The differential response of wild relatives in comparison with cultivated crop to the same culture conditions is a known phenomenon. In protoplast cultures, both plating efficiency and plant regeneration may be genotype-dependent. In an early study on mesophyll protoplasts of A. thaliana, Damm and Willmitzer (1988) noticed between 10- and 20-fold differences in the level of plating efficiency among the analyzed races. Similarly, differences in the ability to form colony and/or plant regeneration between wild and cultivated representatives of the same genus were observed in protoplast cultures of tomato (Mühlbach 1980), Helianthus (Bohorova et al. 1986) and, lately, Cichorium (Deryckere et al. 2012). In the present study, all wild D. carota subspecies showed high potential both for colony formation and plant regeneration, while two out of three wild Daucus species exhibited recalcitrant status, since mitotic divisions of protoplast-derived cells were arrested in early cultures. The factors preventing protoplasts from expressing totipotency may: (1) be related to the oxidative stress generated during protoplast isolation and subsequent culture; and/or (2) result from a lack of signaling molecules synthesized in plants and involved in the developmental process. The oxidative stress induced during the isolation procedure may be long-term and individual species may respond to it differently, among others, producing and cumulating peroxides and other active oxygen species (Watanabe et al. 2002; Davey et al. 2005c). It was postulated that suppressed expression of totipotency in protoplasts was correlated with reduced activity of the cellular antioxidant machinery (Papadakis et al. 2001). Protection from oxidative damage and, in consequence, overcoming protoplast recalcitrance may be possibly achieved by application of an exogenous antioxidant such as ascorbic acid, glutathione, tocopherol, polyamines, or n-propyl gallate.

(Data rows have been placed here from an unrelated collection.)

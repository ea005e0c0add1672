#![deny(
    unsafe_code,
    missing_docs,
    dead_code,
    unused_results,
    non_snake_case,
    unreachable_pub
)]

//! Macroquad-backed rendering adapter for the overworld.
//!
//! Macroquad's optional audio stack depends on native ALSA development
//! libraries, which are unavailable in the containerised CI environment.
//! To keep `cargo test` usable everywhere we depend on macroquad without its
//! default `audio` feature.
//!
//! Sprite sheets are loaded once the window exists and sliced into square
//! source cells; every image is drawn scaled to one map tile.

mod sprites;

use anyhow::Result;
use macroquad::{
    input::{is_key_down, is_key_pressed, KeyCode},
    shapes::draw_rectangle,
    text::draw_text,
};
use overworld_core::{DirectionalInput, PixelPoint};
use overworld_rendering::{
    Color, DrawTarget, FrameInput, Presentation, RenderingBackend, SheetRef,
};
use std::{
    collections::VecDeque,
    sync::mpsc,
    time::{Duration, Instant},
};
use tracing::{debug, info};

use self::sprites::SheetAtlas;

#[derive(Clone, Copy, Debug, Default)]
struct KeyboardShortcuts {
    /// `Escape` quits the frame loop.
    quit_requested: bool,
}

impl KeyboardShortcuts {
    fn poll() -> Self {
        Self {
            quit_requested: is_key_pressed(KeyCode::Escape),
        }
    }
}

/// Rendering backend implemented on top of macroquad.
#[derive(Debug, Default)]
pub struct MacroquadBackend {
    swap_interval: Option<i32>,
    show_fps: bool,
}

impl MacroquadBackend {
    /// Returns a backend that requests the platform's default swap interval.
    #[must_use]
    pub fn new() -> Self {
        Self::default()
    }

    /// Configures the backend to request a specific swap interval from the platform.
    #[must_use]
    pub fn with_swap_interval(mut self, swap_interval: Option<i32>) -> Self {
        self.swap_interval = swap_interval;
        self
    }

    /// Configures the backend to either synchronise presentation with the display refresh rate
    /// or render as fast as possible.
    #[must_use]
    pub fn with_vsync(self, enabled: bool) -> Self {
        let swap_interval = if enabled { Some(1) } else { Some(0) };
        self.with_swap_interval(swap_interval)
    }

    /// Configures whether the backend logs frame timing metrics once per second.
    #[must_use]
    pub fn with_show_fps(mut self, show: bool) -> Self {
        self.show_fps = show;
        self
    }
}

#[derive(Clone, Copy, Debug, Default)]
struct FrameBreakdown {
    frame: Duration,
    update: Duration,
}

/// Tracks the average frames-per-second produced by the render loop.
#[derive(Debug, Default)]
struct FpsCounter {
    elapsed: Duration,
    frames: u32,
    frame_times: VecDeque<Duration>,
    window_duration: Duration,
    update_accum: Duration,
}

#[derive(Clone, Copy, Debug)]
struct FpsMetrics {
    per_second: f32,
    trailing_ten_seconds: f32,
    avg_update: Duration,
}

impl FpsCounter {
    /// Records a rendered frame and returns the per-second and trailing ten-second averages once
    /// one second has elapsed.
    fn record_frame(&mut self, breakdown: FrameBreakdown) -> Option<FpsMetrics> {
        self.elapsed += breakdown.frame;
        self.frames = self.frames.saturating_add(1);
        self.update_accum += breakdown.update;

        self.frame_times.push_back(breakdown.frame);
        self.window_duration += breakdown.frame;

        let trailing_window = Duration::from_secs(10);
        while self.window_duration > trailing_window {
            let Some(removed) = self.frame_times.pop_front() else {
                break;
            };
            self.window_duration = self.window_duration.saturating_sub(removed);
        }

        if self.elapsed < Duration::from_secs(1) {
            return None;
        }

        let seconds = self.elapsed.as_secs_f32();
        let frames = self.frames;
        let update_accum = self.update_accum;
        self.elapsed = Duration::ZERO;
        self.frames = 0;
        self.update_accum = Duration::ZERO;
        if seconds <= f32::EPSILON || frames == 0 {
            return None;
        }

        let per_second = frames as f32 / seconds;
        let window_seconds = self.window_duration.as_secs_f32();
        let trailing_ten_seconds = if window_seconds <= f32::EPSILON {
            per_second
        } else {
            self.frame_times.len() as f32 / window_seconds
        };
        Some(FpsMetrics {
            per_second,
            trailing_ten_seconds,
            avg_update: update_accum / frames,
        })
    }
}

/// Draw target issuing macroquad calls for the current frame.
struct MacroquadTarget<'a> {
    atlas: &'a mut SheetAtlas,
}

impl DrawTarget for MacroquadTarget<'_> {
    fn draw_image(&mut self, sheet: SheetRef<'_>, index: usize, position: PixelPoint) {
        self.atlas.draw(sheet, index, position);
    }

    fn draw_panel(&mut self, origin: PixelPoint, width: i32, height: i32, color: Color) {
        draw_rectangle(
            origin.x as f32,
            origin.y as f32,
            width as f32,
            height as f32,
            to_macroquad_color(color),
        );
    }

    fn draw_text(&mut self, text: &str, position: PixelPoint, size: f32, color: Color) {
        let _ = draw_text(
            text,
            position.x as f32,
            position.y as f32,
            size,
            to_macroquad_color(color),
        );
    }
}

impl RenderingBackend for MacroquadBackend {
    fn run<F>(self, presentation: Presentation, mut update_frame: F) -> Result<()>
    where
        F: FnMut(Duration, FrameInput, &mut dyn DrawTarget) + 'static,
    {
        let Self {
            swap_interval,
            show_fps,
        } = self;

        let window_width = presentation.screen_width();
        let window_height = presentation.screen_height();
        let Presentation {
            window_title,
            clear_color,
            source_tile_size,
            sheets,
            ..
        } = presentation;

        let mut config = macroquad::window::Conf {
            window_title,
            window_width,
            window_height,
            window_resizable: false,
            ..macroquad::window::Conf::default()
        };
        if let Some(swap_interval) = swap_interval {
            config.platform.swap_interval = Some(swap_interval);
        }

        let (atlas_init_sender, atlas_init_receiver) = mpsc::channel::<Result<()>>();

        macroquad::Window::from_config(config, async move {
            let mut atlas = match SheetAtlas::from_sources(&sheets, source_tile_size) {
                Ok(atlas) => atlas,
                Err(error) => {
                    let _ = atlas_init_sender.send(Err(error));
                    return;
                }
            };
            debug!(sheets = atlas.len(), "sprite sheets loaded");
            let _ = atlas_init_sender.send(Ok(()));

            let background = to_macroquad_color(clear_color);
            let mut fps_counter = FpsCounter::default();

            loop {
                let keyboard = KeyboardShortcuts::poll();
                if keyboard.quit_requested {
                    info!("quit requested");
                    break;
                }

                macroquad::window::clear_background(background);

                let dt_seconds = macroquad::time::get_frame_time();
                let frame_dt = Duration::from_secs_f32(dt_seconds.max(0.0));
                let input = gather_frame_input(is_key_down, is_key_pressed);

                let update_start = Instant::now();
                let mut target = MacroquadTarget { atlas: &mut atlas };
                update_frame(frame_dt, input, &mut target);
                let update = update_start.elapsed();

                let fps_metrics = fps_counter.record_frame(FrameBreakdown {
                    frame: frame_dt,
                    update,
                });
                if show_fps {
                    if let Some(FpsMetrics {
                        per_second,
                        trailing_ten_seconds,
                        avg_update,
                    }) = fps_metrics
                    {
                        info!(
                            fps = %format!("{per_second:.2}"),
                            trailing_fps = %format!("{trailing_ten_seconds:.2}"),
                            update_ms = %format!("{:.2}", avg_update.as_secs_f64() * 1_000.0),
                            "frame timing"
                        );
                    }
                }

                macroquad::window::next_frame().await;
            }
        });

        atlas_init_receiver.recv().unwrap_or_else(|_| Ok(()))?;

        Ok(())
    }
}

/// Maps keyboard state to the frame input consumed by the overworld.
///
/// Arrows and WASD steer, `Q` toggles pause, `R` resets, and left or right
/// also step the pause menu.
fn gather_frame_input(
    held: impl Fn(KeyCode) -> bool,
    pressed: impl Fn(KeyCode) -> bool,
) -> FrameInput {
    let directions = DirectionalInput {
        up: held(KeyCode::Up) || held(KeyCode::W),
        down: held(KeyCode::Down) || held(KeyCode::S),
        left: held(KeyCode::Left) || held(KeyCode::A),
        right: held(KeyCode::Right) || held(KeyCode::D),
    };
    FrameInput {
        directions,
        toggle_pause: pressed(KeyCode::Q),
        reset: pressed(KeyCode::R),
        menu_next: pressed(KeyCode::Right) || pressed(KeyCode::D),
        menu_previous: pressed(KeyCode::Left) || pressed(KeyCode::A),
    }
}

fn to_macroquad_color(color: Color) -> macroquad::color::Color {
    macroquad::color::Color::new(color.red, color.green, color.blue, color.alpha)
}

#[cfg(test)]
mod tests {
    use super::*;

    #[test]
    fn arrows_and_wasd_steer_the_player() {
        let input = gather_frame_input(|key| matches!(key, KeyCode::W | KeyCode::Right), |_| false);

        assert_eq!(
            input.directions,
            DirectionalInput {
                up: true,
                right: true,
                ..DirectionalInput::NONE
            }
        );
        assert!(!input.toggle_pause);
        assert!(!input.menu_next);
    }

    #[test]
    fn presses_map_to_pause_reset_and_menu_steps() {
        let input = gather_frame_input(
            |_| false,
            |key| matches!(key, KeyCode::Q | KeyCode::R | KeyCode::A),
        );

        assert!(input.toggle_pause);
        assert!(input.reset);
        assert!(input.menu_previous);
        assert!(!input.menu_next);
        assert_eq!(input.directions, DirectionalInput::NONE);
    }

    #[test]
    fn colors_convert_channel_for_channel() {
        let color = to_macroquad_color(Color::new(0.1, 0.2, 0.3, 0.4));

        assert_eq!(
            (color.r, color.g, color.b, color.a),
            (0.1, 0.2, 0.3, 0.4)
        );
    }

    #[test]
    fn fps_counter_reports_average_frames_per_second() {
        let mut counter = FpsCounter::default();
        let frame = |millis| FrameBreakdown {
            frame: Duration::from_millis(millis),
            update: Duration::from_millis(2),
        };
        assert!(counter.record_frame(frame(250)).is_none());
        assert!(counter.record_frame(frame(250)).is_none());
        assert!(counter.record_frame(frame(250)).is_none());

        let metrics = counter
            .record_frame(frame(250))
            .expect("should report FPS after one second of samples");
        assert!((metrics.per_second - 4.0).abs() <= 1e-3);
        assert!((metrics.trailing_ten_seconds - 4.0).abs() <= 1e-3);
        assert_eq!(metrics.avg_update, Duration::from_millis(2));
        assert!(counter.record_frame(frame(250)).is_none());
    }

    #[test]
    fn fps_counter_tracks_trailing_ten_second_average() {
        let mut counter = FpsCounter::default();
        let frame = |millis| FrameBreakdown {
            frame: Duration::from_millis(millis),
            ..FrameBreakdown::default()
        };

        for _ in 0..10 {
            for sample in 0..5 {
                let metrics = counter.record_frame(frame(200));
                if sample == 4 {
                    let metrics = metrics.expect("should report every second");
                    assert!((metrics.per_second - 5.0).abs() <= 1e-3);
                } else {
                    assert!(metrics.is_none());
                }
            }
        }

        for sample in 0..10 {
            let metrics = counter.record_frame(frame(100));
            if sample == 9 {
                let metrics = metrics.expect("should report every second");
                assert!((metrics.per_second - 10.0).abs() <= 1e-3);
                assert!((metrics.trailing_ten_seconds - 5.5).abs() <= 1e-3);
            } else {
                assert!(metrics.is_none());
            }
        }
    }
}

In conclusion, to our knowledge, this is the first report to show successful plant regeneration from leaf protoplast cultures of wild representatives within the Daucus genus. We demonstrated that high efficiency of cell colony formation and plant regeneration could be induced after protoplast embedding in a modified thin layer of filter-sterilized alginate and supplementation of culture medium with PSK. The protocol can be easily applied in rarely exploited protoplast fusion between cultivated carrot and wild Daucus species.